Ops System Architecture Analysis#
Overview#
The ops system provides the core infrastructure for kernel execution in ejKernel. It implements a sophisticated multi-tier configuration management system with automatic optimization, caching, and device-aware execution. This system orchestrates the complete lifecycle of kernel invocation from configuration selection to execution with custom gradients.
Architecture Components#
ejkernel/ops/
├── config/ # Configuration management
│ ├── selection.py # Multi-tier config selection
│ ├── cache.py # In-memory caching
│ └── persistent.py # Disk-based persistence
├── core/ # Base kernel classes
│ └── kernel.py # Kernel base class and invocation
├── execution/ # Execution orchestration
│ └── executor.py # Main executor implementation
└── utils/ # Utilities
├── fingerprint.py # Device fingerprinting
└── datacarrier.py # Configuration data structures
Core Components#
1. Kernel Base Class#
The Kernel[Cfg, Out] generic class provides the foundation for all operations:
class Kernel(Generic[Cfg, Out]):
"""Base class for all kernel operations"""

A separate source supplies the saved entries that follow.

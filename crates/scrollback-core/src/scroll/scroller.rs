//! Convergence scroller.
//!
//! Repeatedly scrolls the chat's message container to its origin and stops
//! when the container's extent no longer grows, when no container can be
//! found, or when the attempt budget runs out. None of these outcomes is an
//! error: the extractor runs afterwards regardless, so partial history is
//! still returned.

use std::time::Duration;

use scrollback_types::chat::ChatHandle;
use scrollback_types::config::RetrieverConfig;
use scrollback_types::error::SurfaceError;
use scrollback_types::scroll::{ConvergenceOutcome, ConvergenceReport, ScrollProbe};

use crate::observer::RetrievalObserver;
use crate::scroll::lookup::LookupChain;
use crate::surface::rendering::RenderingSurface;

/// Bounded convergence loop over a rendering surface.
///
/// Holds configuration only. All loop state (`previous_extent`, `attempts`)
/// lives inside a single `run` call.
#[derive(Debug, Clone)]
pub struct ConvergenceScroller {
    chain: LookupChain,
    max_attempts: u32,
    settle_delay: Duration,
}

impl ConvergenceScroller {
    pub fn new(chain: LookupChain, max_attempts: u32, settle_delay: Duration) -> Self {
        Self {
            chain,
            max_attempts,
            settle_delay,
        }
    }

    pub fn from_config(config: &RetrieverConfig) -> Self {
        Self::new(
            LookupChain::new(config.lookup.clone()),
            config.max_attempts,
            config.settle_delay(),
        )
    }

    pub fn max_attempts(&self) -> u32 {
        self.max_attempts
    }

    /// Scroll until the chat's history stops growing.
    ///
    /// Only a broken command channel is returned as an error.
    pub async fn run<S, O>(
        &self,
        surface: &S,
        observer: &O,
        chat: &ChatHandle,
    ) -> Result<ConvergenceReport, SurfaceError>
    where
        S: RenderingSurface,
        O: RetrievalObserver,
    {
        let mut previous_extent: u64 = 0;
        let mut attempts: u32 = 0;
        let mut strategy: Option<String> = None;

        let outcome = loop {
            if attempts >= self.max_attempts {
                break ConvergenceOutcome::AttemptsExhausted;
            }

            let Some(container) = self.chain.locate(surface, chat).await? else {
                observer.container_missing(chat, self.chain.strategies());
                break ConvergenceOutcome::ContainerNotFound;
            };
            strategy = Some(container.strategy.clone());

            let before_extent = surface.scroll_extent(&container).await?;
            surface.scroll_to_origin(&container).await?;
            let after_extent = surface.scroll_extent(&container).await?;

            let probe = ScrollProbe {
                found: true,
                before_extent,
                after_extent,
            };
            observer.attempt(chat, attempts + 1, &probe);

            if after_extent == previous_extent {
                break ConvergenceOutcome::Stable;
            }

            previous_extent = after_extent;
            attempts += 1;

            if attempts < self.max_attempts && !self.settle_delay.is_zero() {
                tokio::time::sleep(self.settle_delay).await;
            }
        };

        let report = ConvergenceReport {
            outcome,
            attempts,
            last_extent: previous_extent,
            strategy,
        };
        observer.converged(chat, &report);
        Ok(report)
    }
}

// ---------------------------------------------------------------------------
// Tests
// ---------------------------------------------------------------------------
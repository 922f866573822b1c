//! Cross-call convergence memo keyed by chat handle.
//!
//! The retriever keeps no global scroll state. A caller that wants to skip
//! re-scrolling chats it has already fully loaded creates a
//! `ConvergenceCache` and hands it to the retriever explicitly.

use chrono::{DateTime, Duration, Utc};
use dashmap::DashMap;

use scrollback_types::chat::ChatHandle;
use scrollback_types::scroll::ConvergenceReport;

#[derive(Debug, Clone)]
struct CachedConvergence {
    report: ConvergenceReport,
    recorded_at: DateTime<Utc>,
}

/// Remembers which chats have reached a stable extent.
///
/// Only `Stable` reports backed by at least one scroll attempt are stored.
/// A missing container or an exhausted budget means more history may still
/// load, so those chats are scrolled again on the next call.
#[derive(Debug, Default)]
pub struct ConvergenceCache {
    entries: DashMap<ChatHandle, CachedConvergence>,
    max_age: Option<Duration>,
}

impl ConvergenceCache {
    pub fn new() -> Self {
        Self::default()
    }

    /// Entries older than `max_age` are treated as absent.
    pub fn with_max_age(max_age: Duration) -> Self {
        Self {
            entries: DashMap::new(),
            max_age: Some(max_age),
        }
    }

    /// Cached report for the chat, evicting it if expired.
    pub fn get(&self, chat: &ChatHandle) -> Option<ConvergenceReport> {
        {
            let entry = self.entries.get(chat)?;
            let fresh = self
                .max_age
                .is_none_or(|max_age| Utc::now() - entry.recorded_at <= max_age);
            if fresh {
                return Some(entry.report.clone());
            }
        }
        // The read guard must be released before removing.
        self.entries.remove(chat);
        None
    }

    /// Store a report. Returns whether it was cached.
    pub fn record(&self, chat: &ChatHandle, report: &ConvergenceReport) -> bool {
        if !report.is_stable() || report.attempts == 0 {
            return false;
        }
        self.entries.insert(
            chat.clone(),
            CachedConvergence {
                report: report.clone(),
                recorded_at: Utc::now(),
            },
        );
        true
    }

    /// Forget a chat so the next retrieval scrolls it again.
    pub fn invalidate(&self, chat: &ChatHandle) -> bool {
        self.entries.remove(chat).is_some()
    }

    pub fn clear(&self) {
        self.entries.clear();
    }

    pub fn len(&self) -> usize {
        self.entries.len()
    }

    pub fn is_empty(&self) -> bool {
        self.entries.is_empty()
    }
}
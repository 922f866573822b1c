//! Chat message retrieval endpoint.

use axum::Json;
use axum::extract::{Path, Query, State};

use scrollback_core::retriever::Retrieval;
use scrollback_types::chat::ChatHandle;

use crate::http::error::AppError;
use crate::http::extractors::query::MessageQuery;
use crate::http::response::{ApiResponse, RequestTimer};
use crate::state::AppState;

/// GET /api/v1/chats/{chat}/messages - Scroll the chat to its origin and
/// return every message, earliest first.
///
/// Retrievals of the same chat are serialized; different chats run
/// concurrently.
pub async fn get_messages(
    State(state): State<AppState>,
    Path(chat): Path<String>,
    Query(query): Query<MessageQuery>,
) -> Result<Json<ApiResponse<Retrieval>>, AppError> {
    let timer = RequestTimer::start();

    let handle: ChatHandle = chat.parse()?;
    let options = query.into_options()?;

    if !state.surface().contains(&handle) {
        return Err(AppError::ChatNotFound(handle.to_string()));
    }

    let lock = state.chat_lock(&handle);
    let _guard = lock.lock().await;

    let retrieval = state.retriever.retrieve(&handle, &options).await?;

    let resp = ApiResponse::success(retrieval, &timer)
        .with_link("self", &format!("/api/v1/chats/{handle}/messages"));

    Ok(Json(resp))
}
//! Data directory layout for Scrollback.

use std::path::PathBuf;

/// Environment variable overriding the data directory.
pub const DATA_DIR_ENV: &str = "SCROLLBACK_DATA_DIR";

/// Resolve the Scrollback data directory.
///
/// Priority: `$SCROLLBACK_DATA_DIR`, then `~/.scrollback`, then
/// `./.scrollback` when no home directory is known.
pub fn resolve_data_dir() -> PathBuf {
    if let Ok(dir) = std::env::var(DATA_DIR_ENV) {
        return PathBuf::from(dir);
    }

    if let Some(home) = dirs::home_dir() {
        return home.join(".scrollback");
    }

    PathBuf::from(".scrollback")
}
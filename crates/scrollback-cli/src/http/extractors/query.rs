//! Query parameter extractors.

use serde::Deserialize;

use scrollback_types::search::SearchOptions;

use crate::http::error::AppError;

/// Query parameters for the chat messages endpoint.
#[derive(Debug, Deserialize, Default)]
pub struct MessageQuery {
    /// Keep only messages sent (true) or received (false) by the session.
    pub from_me: Option<bool>,
    /// Requested maximum number of messages.
    pub limit: Option<usize>,
}

impl MessageQuery {
    pub fn into_options(self) -> Result<SearchOptions, AppError> {
        let mut options = SearchOptions {
            from_me: self.from_me,
            ..SearchOptions::default()
        };
        match self.limit {
            Some(0) => {
                return Err(AppError::Validation(
                    "limit must be at least 1".to_string(),
                ));
            }
            Some(limit) => options = options.with_limit(limit),
            None => {}
        }
        Ok(options)
    }
}
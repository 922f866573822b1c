//! Convergence scrolling types.
//!
//! The scroller repeatedly scrolls a conversation container to its origin and
//! watches the container's extent until it stops growing. These types carry
//! the per-attempt measurements and the final outcome.

use std::fmt;

use serde::{Deserialize, Serialize};

/// A named way of locating the scrollable message container.
///
/// Strategies are tried in configuration order; the first match wins.
#[derive(Debug, Clone, PartialEq, Eq, Serialize, Deserialize)]
pub struct LookupStrategy {
    pub name: String,
    pub selector: String,
}

impl LookupStrategy {
    pub fn new(name: impl Into<String>, selector: impl Into<String>) -> Self {
        Self {
            name: name.into(),
            selector: selector.into(),
        }
    }
}

/// A container located on the rendering surface.
#[derive(Debug, Clone, PartialEq, Eq)]
pub struct ContainerRef {
    /// Surface-specific node reference.
    pub node_id: String,
    /// Name of the lookup strategy that found it.
    pub strategy: String,
}

/// One attempt's measurement. Never persisted.
#[derive(Debug, Clone, Copy, PartialEq, Eq)]
pub struct ScrollProbe {
    pub found: bool,
    pub before_extent: u64,
    pub after_extent: u64,
}

/// Why the scroller stopped.
#[derive(Debug, Clone, Copy, PartialEq, Eq, Serialize, Deserialize)]
#[serde(rename_all = "snake_case")]
pub enum ConvergenceOutcome {
    /// Extent did not change since the previous attempt.
    Stable,
    /// No lookup strategy matched a container.
    ContainerNotFound,
    /// The attempt budget ran out before the extent stabilized.
    AttemptsExhausted,
}

impl fmt::Display for ConvergenceOutcome {
    fn fmt(&self, f: &mut fmt::Formatter<'_>) -> fmt::Result {
        match self {
            ConvergenceOutcome::Stable => write!(f, "stable"),
            ConvergenceOutcome::ContainerNotFound => write!(f, "container_not_found"),
            ConvergenceOutcome::AttemptsExhausted => write!(f, "attempts_exhausted"),
        }
    }
}

/// Result of one convergence run.
#[derive(Debug, Clone, PartialEq, Eq, Serialize, Deserialize)]
pub struct ConvergenceReport {
    pub outcome: ConvergenceOutcome,
    /// Attempts that observed growth.
    pub attempts: u32,
    /// Extent recorded by the last growing attempt (0 when none grew).
    pub last_extent: u64,
    /// Lookup strategy that matched on the last attempt, if any.
    #[serde(default, skip_serializing_if = "Option::is_none")]
    pub strategy: Option<String>,
}

impl ConvergenceReport {
    pub fn is_stable(&self) -> bool {
        self.outcome == ConvergenceOutcome::Stable
    }
}

#[cfg(test)]
mod tests {
    use super::*;

    #[test]
    fn test_outcome_display_matches_serde() {
        for outcome in [
            ConvergenceOutcome::Stable,
            ConvergenceOutcome::ContainerNotFound,
            ConvergenceOutcome::AttemptsExhausted,
        ] {
            let json = serde_json::to_string(&outcome).unwrap();
            assert_eq!(json, format!("\"{outcome}\""));
        }
    }

    #[test]
    fn test_report_strategy_omitted_when_none() {
        let report = ConvergenceReport {
            outcome: ConvergenceOutcome::ContainerNotFound,
            attempts: 0,
            last_extent: 0,
            strategy: None,
        };
        let json = serde_json::to_string(&report).unwrap();
        assert!(!json.contains("strategy"));
        assert!(!report.is_stable());
    }
}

def __init__(self, op_id: str):
self.op_id = op_id
# Required methods
def run(self, *args, cfg: Cfg, **kwargs) -> Out:
"""Core operation execution with configuration"""
raise NotImplementedError
def heuristic_cfg(self, inv: Invocation[Cfg, Out]) -> Cfg:
"""Default configuration for given invocation"""
raise NotImplementedError
# Optional methods
def prepare(self, *args, **kwargs) -> tuple[tuple, dict]:
"""Preprocess arguments before execution"""
return args, kwargs
def candidate_cfgs(self, inv: Invocation[Cfg, Out]) -> Iterable[Cfg]:
"""Configurations for autotuning"""
return []
# Custom gradient support
def fwd_with_residuals(self, *args, cfg: Cfg, **kwargs) -> tuple[Out, Any]:
"""Forward pass with residuals for custom VJP"""
output = self.run(*args, cfg=cfg, **kwargs)
return output, None
def vjp(self, residuals: Any, y: Out, dy: Any, *args, cfg: Cfg, **kwargs):
"""Backward pass for custom gradients"""
raise NotImplementedError
2. Platform-Specific Method Dispatch#
The system supports hierarchical method dispatch for platform-specific optimizations:
# Method resolution order (most specific to least specific):
# 1. run_shard_map_gpu (context + platform)
# 2. run_shard_map (context only)
# 3. run_gpu (platform only)
# 4. run (generic fallback)
class MyKernel(Kernel):
def run(self, x, cfg):
"""Generic implementation"""
return generic_impl(x, cfg)
def run_gpu(self, x, cfg):
"""GPU-optimized implementation"""
return gpu_optimized_impl(x, cfg)
def run_shard_map(self, x, cfg):
"""Distributed implementation"""
return distributed_impl(x, cfg)
def run_shard_map_gpu(self, x, cfg):
"""Distributed GPU-optimized implementation"""
return distributed_gpu_impl(x, cfg)
3. Invocation Dataclass#
Captures complete execution context:
@dataclasses.dataclass(frozen=True)
class Invocation(Generic[Cfg, Out]):
"""Complete execution context for a kernel invocation"""
# Core identification
op_id: str # Kernel identifier
args: tuple[Any, ...] # Positional arguments
kwargs: Mapping[str, Any] # Keyword arguments
# Configuration
override_cfg: Cfg | None = None # Explicit configuration override
# Execution context
method: str | None = None # e.g., "shard_map"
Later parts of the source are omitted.